International career
- 1993–1996: Ukraine U21 / 9 / (0)
- 1994–1998: Ukraine / 17 / (0)

Managerial career
- 2007–2012: Shakhtar Donetsk (youth)
- 2012–2015: Shakhtar Donetsk (U-19)
- 2015–2016: Illichivets Mariupol
- 2016–2019: Shakhtar Donetsk (U-21)
- 2020–2022: Metalist 1925 Kharkiv
- 2023: Zorya Luhansk
- 2024: Bukovyna Chernivtsi
- 2026–: Ukraine (women) (assistant)

= Valeriy Kryventsov =

Ukrainian footballer and manager

Valeriy Kryventsov (Валерій Сергійович Кривенцов; born 30 July 1973 in Donetsk) is a retired Ukrainian professional footballer, who is a manager.

He made his professional debut in the Ukrainian Premier League in 1991 for FC Shakhtar Donetsk.

== Coaching career ==
He began his coaching career in 2007 at Shakhtar's children's academy. In the 2014/15 season, Shakhtar U-19 won silver medals in the UEFA Youth League under his leadership, losing to Chelsea in the final match with a score of 2-3.

In the summer of 2015, he became the head coach of Illichivets Mariupol. In June 2016, he took charge of Shakhtar U-21.

On 21 August 2020 he was appointed head coach of Metalist 1925 Kharkiv. In the 2020/21 season, the Kharkiv team took 3rd place in the first league and reached the Premier League. In total, under the leadership of Kryventsov's coaching staff, Metalist 1925 played 53 matches, winning 21 and losing as many, with 11 more matches ending in a draw. On 22 October 2022 the Yellow and Blues terminated their cooperation with the coach.
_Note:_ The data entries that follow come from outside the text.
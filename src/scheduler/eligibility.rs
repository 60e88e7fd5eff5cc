use crate::config::{EligibilityRule, LocationSpec};
use crate::model::StaffMember;

/// Agents autorisés à tenir le poste, dans l'ordre du pool.
///
/// Ne décide pas du repli : un résultat vide est rendu tel quel et
/// l'appelant choisit entre abandon (poste strict) et repli.
pub fn filter(pool: &[StaffMember], spec: &LocationSpec) -> Vec<StaffMember> {
    pool.iter()
        .filter(|s| is_eligible(s, &spec.rule))
        .cloned()
        .collect()
}

pub fn is_eligible(staff: &StaffMember, rule: &EligibilityRule) -> bool {
    match rule {
        EligibilityRule::Unrestricted => true,
        EligibilityRule::Match {
            departments,
            position_keywords,
        } => {
            let dept_ok = staff
                .department
                .as_deref()
                .is_some_and(|d| departments.iter().any(|want| want == d));
            dept_ok || position_matches(staff.position.as_deref(), position_keywords)
        }
    }
}

fn position_matches(position: Option<&str>, keywords: &[String]) -> bool {
    let Some(position) = position else {
        return false;
    };
    let position = position.to_lowercase();
    keywords
        .iter()
        .any(|k| position.contains(&k.to_lowercase()))
}
use super::{util, CrossShiftConflict};
use crate::model::{LeaveInterval, ScheduleAssignment, Shift, StaffId, StaffMember};
use chrono::{DateTime, NaiveDate, Utc};
use std::collections::{BTreeMap, HashSet};

/// Vue figée de ce qui est déjà planifié autour d'un poste.
#[derive(Debug, Clone, Copy)]
pub struct ExclusionContext<'a> {
    pub date: NaiveDate,
    pub shift: Shift,
    pub location: &'a str,
    /// Plage de la garde, ancrée sur `date`.
    pub window: (DateTime<Utc>, DateTime<Utc>),
    /// Affectations existantes de `date`, toutes gardes confondues.
    pub assignments: &'a [ScheduleAssignment],
    pub leave: &'a [LeaveInterval],
}

/// Retire du pool les agents déjà occupés ou absents.
pub fn exclude(pool: &[StaffMember], ctx: &ExclusionContext<'_>) -> Vec<StaffMember> {
    let busy = busy_staff(ctx);
    util::without(pool, &busy)
}

/// Union des exclusions ; l'ordre d'évaluation est indifférent.
pub fn busy_staff(ctx: &ExclusionContext<'_>) -> HashSet<StaffId> {
    let mut busy = HashSet::new();
    let (win_start, win_end) = ctx.window;

    for a in ctx.assignments.iter().filter(|a| a.date == ctx.date) {
        let same_shift_overlap =
            a.shift == ctx.shift && util::overlaps(a.start, a.end, win_start, win_end);
        let opposite_shift = a.shift == ctx.shift.opposite();
        let repeat_location = ctx.shift == Shift::Night
            && a.shift == Shift::Day
            && util::covers_location(a, ctx.location);

        if same_shift_overlap || opposite_shift || repeat_location {
            busy.extend(a.assigned.iter().cloned());
        }
    }

    busy.extend(
        ctx.leave
            .iter()
            .filter(|l| l.covers(ctx.date))
            .map(|l| l.staff.clone()),
    );
    busy
}

/// Agents affectés à la fois le jour et la nuit.
pub fn detect_cross_shift(assignments: &[ScheduleAssignment]) -> Vec<CrossShiftConflict> {
    let mut by_staff: BTreeMap<&StaffId, (Vec<_>, Vec<_>)> = BTreeMap::new();
    for a in assignments {
        for staff in &a.assigned {
            let entry = by_staff.entry(staff).or_default();
            match a.shift {
                Shift::Day => entry.0.push(a.id.clone()),
                Shift::Night => entry.1.push(a.id.clone()),
            }
        }
    }

    by_staff
        .into_iter()
        .filter(|(_, (day, night))| !day.is_empty() && !night.is_empty())
        .map(|(staff, (day, night))| CrossShiftConflict {
            staff: staff.clone(),
            day,
            night,
        })
        .collect()
}

#[cfg(test)]
mod tests {
    use super::*;
    use crate::model::{LeaveStatus, TimeWindow};

    fn date() -> NaiveDate {
        NaiveDate::from_ymd_opt(2025, 4, 14).unwrap()
    }

    fn staff(id: &str) -> StaffMember {
        let mut s = StaffMember::new(id, format!("{id}@example.org"));
        s.id = StaffId::new(id);
        s
    }

    fn assignment(location: &str, shift: Shift, window: TimeWindow, ids: &[&str]) -> ScheduleAssignment {
        let (start, end) = window.resolve(date());
        ScheduleAssignment::manual(
            location,
            shift,
            date(),
            start,
            end,
            ids.iter().map(|i| StaffId::new(*i)).collect(),
        )
        .unwrap()
    }

    fn ids(pool: &[StaffMember]) -> Vec<&str> {
        pool.iter().map(|s| s.id.as_str()).collect()
    }

    #[test]
    fn removes_overlap_opposite_shift_and_leave() {
        let pool: Vec<_> = ["a", "b", "c", "d", "e"].into_iter().map(staff).collect();
        let assignments = vec![
            assignment("Kitchen", Shift::Day, TimeWindow::visiting(), &["a"]),
            assignment("Main Gate", Shift::Night, TimeWindow::night(), &["b"]),
        ];
        let leave = vec![
            LeaveInterval::new(StaffId::new("c"), date(), date(), LeaveStatus::Approved).unwrap(),
            LeaveInterval::new(StaffId::new("d"), date(), date(), LeaveStatus::Rejected).unwrap(),
        ];
        let ctx = ExclusionContext {
            date: date(),
            shift: Shift::Day,
            location: "Workshop",
            window: TimeWindow::day().resolve(date()),
            assignments: &assignments,
            leave: &leave,
        };
        assert_eq!(ids(&exclude(&pool, &ctx)), vec!["d", "e"]);
    }

    #[test]
    fn night_excludes_same_location_from_day() {
        let pool: Vec<_> = ["a", "b"].into_iter().map(staff).collect();
        let mut day = assignment("Block A - Cells", Shift::Day, TimeWindow::day(), &["a"]);
        day.also_covers.push("Block A - Dining Room".into());
        let assignments = vec![day];
        let ctx = ExclusionContext {
            date: date(),
            shift: Shift::Night,
            location: "Block A - Dining Room",
            window: TimeWindow::night().resolve(date()),
            assignments: &assignments,
            leave: &[],
        };
        let busy = busy_staff(&ctx);
        assert!(busy.contains(&StaffId::new("a")));
        assert_eq!(ids(&exclude(&pool, &ctx)), vec!["b"]);
    }

    #[test]
    fn detects_staff_in_both_shifts() {
        let assignments = vec![
            assignment("Kitchen", Shift::Day, TimeWindow::day(), &["a", "b"]),
            assignment("Main Gate", Shift::Night, TimeWindow::night(), &["b", "c"]),
        ];
        let conflicts = detect_cross_shift(&assignments);
        assert_eq!(conflicts.len(), 1);
        assert_eq!(conflicts[0].staff, StaffId::new("b"));
        assert_eq!(conflicts[0].night, vec![assignments[1].id.clone()]);
    }
}
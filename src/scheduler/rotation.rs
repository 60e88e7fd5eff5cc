use super::UsedStaff;
use crate::model::{StaffId, StaffMember};
use chrono::NaiveDate;
use std::collections::HashSet;

/// Graine de rotation : hachage 32 bits (`h = 31 * h + c`) de `"YYYY-MM-DD|poste"`.
pub fn rotation_seed(date: NaiveDate, location: &str) -> u32 {
    let key = format!("{}|{}", date.format("%Y-%m-%d"), location);
    // unités UTF-16, comme `String.hashCode`
    key.encode_utf16()
        .fold(0i32, |h, u| {
            h.wrapping_shl(5).wrapping_sub(h).wrapping_add(i32::from(u))
        })
        .unsigned_abs()
}

/// Sélectionne jusqu'à `required` agents distincts.
///
/// Fonction pure de (date, poste, pool) : rejouer sur un pool inchangé
/// redonne la même équipe.
pub fn select(
    pool: &[StaffMember],
    required: usize,
    date: NaiveDate,
    location: &str,
    used: &UsedStaff,
    previous_day: &HashSet<StaffId>,
) -> Vec<StaffMember> {
    let mut seen = HashSet::new();
    let fresh: Vec<&StaffMember> = pool
        .iter()
        .filter(|s| !used.contains(&s.id))
        .filter(|s| seen.insert(s.id.clone()))
        .collect();

    // équité : on écarte l'équipe de la veille, sauf si cela vide le pool
    let rested: Vec<&StaffMember> = fresh
        .iter()
        .copied()
        .filter(|s| !previous_day.contains(&s.id))
        .collect();
    let candidates = if rested.is_empty() { &fresh } else { &rested };

    let len = candidates.len();
    if len == 0 {
        return Vec::new();
    }
    let start = rotation_seed(date, location) as usize % len;
    (0..required.min(len))
        .map(|offset| candidates[(start + offset) % len].clone())
        .collect()
}

#[cfg(test)]
mod tests {
    use super::*;

    fn pool(n: usize) -> Vec<StaffMember> {
        (0..n)
            .map(|i| {
                let mut s = StaffMember::new(format!("s{i}"), format!("s{i}@example.org"));
                s.id = StaffId::new(format!("s{i}"));
                s
            })
            .collect()
    }

    fn date(day: u32) -> NaiveDate {
        NaiveDate::from_ymd_opt(2025, 5, day).unwrap()
    }

    #[test]
    fn seed_is_stable_and_date_dependent() {
        assert_eq!(rotation_seed(date(1), "Kitchen"), rotation_seed(date(1), "Kitchen"));
        assert_ne!(rotation_seed(date(1), "Kitchen"), rotation_seed(date(2), "Kitchen"));
        assert_ne!(rotation_seed(date(1), "Kitchen"), rotation_seed(date(1), "Workshop"));
    }

    #[test]
    fn seed_matches_java_string_hash() {
        let reference = "2025-05-01|Kitchen"
            .chars()
            .fold(0i32, |h, c| h.wrapping_mul(31).wrapping_add(c as i32))
            .unsigned_abs();
        assert_eq!(rotation_seed(date(1), "Kitchen"), reference);
    }

    #[test]
    fn seed_hashes_utf16_code_units() {
        // 🔒 hors BMP : deux unités UTF-16
        assert_eq!(rotation_seed(date(1), "Block 🔒"), 1_242_473_689);
    }

    #[test]
    fn selection_walks_from_rotated_start() {
        let staff = pool(5);
        let start = rotation_seed(date(3), "Main Gate") as usize % 5;
        let out = select(&staff, 2, date(3), "Main Gate", &UsedStaff::new(), &HashSet::new());
        assert_eq!(out.len(), 2);
        assert_eq!(out[0].id, staff[start].id);
        assert_eq!(out[1].id, staff[(start + 1) % 5].id);
    }

    #[test]
    fn used_staff_are_never_reselected() {
        let staff = pool(3);
        let used: UsedStaff = staff[..2].iter().map(|s| s.id.clone()).collect();
        let out = select(&staff, 2, date(4), "Kitchen", &used, &HashSet::new());
        assert_eq!(out.len(), 1);
        assert_eq!(out[0].id, staff[2].id);

        let all: UsedStaff = staff.iter().map(|s| s.id.clone()).collect();
        assert!(select(&staff, 1, date(4), "Kitchen", &all, &HashSet::new()).is_empty());
    }

    #[test]
    fn previous_day_team_is_skipped_when_possible() {
        let staff = pool(3);
        let yesterday: HashSet<StaffId> = staff[..2].iter().map(|s| s.id.clone()).collect();
        let out = select(&staff, 1, date(5), "Isolation", &UsedStaff::new(), &yesterday);
        assert_eq!(out[0].id, staff[2].id);

        let everyone: HashSet<StaffId> = staff.iter().map(|s| s.id.clone()).collect();
        let out = select(&staff, 1, date(5), "Isolation", &UsedStaff::new(), &everyone);
        assert_eq!(out.len(), 1);
    }

    #[test]
    fn empty_pool_selects_nobody() {
        assert!(select(&[], 2, date(6), "Kitchen", &UsedStaff::new(), &HashSet::new()).is_empty());
    }

    #[test]
    fn duplicated_pool_entries_count_once() {
        let mut staff = pool(1);
        staff.push(staff[0].clone());
        let out = select(&staff, 2, date(7), "Kitchen", &UsedStaff::new(), &HashSet::new());
        assert_eq!(out.len(), 1);
    }
}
On 9 September 2023 Kryventsov took over Zorya (Luhansk), but the team performed extremely poorly and left the team on November 11. Under his leadership, the team lost 5 times in 11 matches, drew three times and won the same number of matches.

==Career statistics==
===International===

Appearances and goals by national team and year
| National team | Year | Apps | Goals |
| Ukraine | 1994 | 2 | 0 |
| 1995 | – |  |
| 1996 | 5 | 0 |
| 1997 | 6 | 0 |
| 1998 | 4 | 0 |
| Total |  | 17 | 0 |

==Honours==
- Ukrainian Premier League runner-up: 1994, 1997, 1998, 1999, 2000, 2001.
- Ukrainian Cup winner: 1995, 1997, 2001.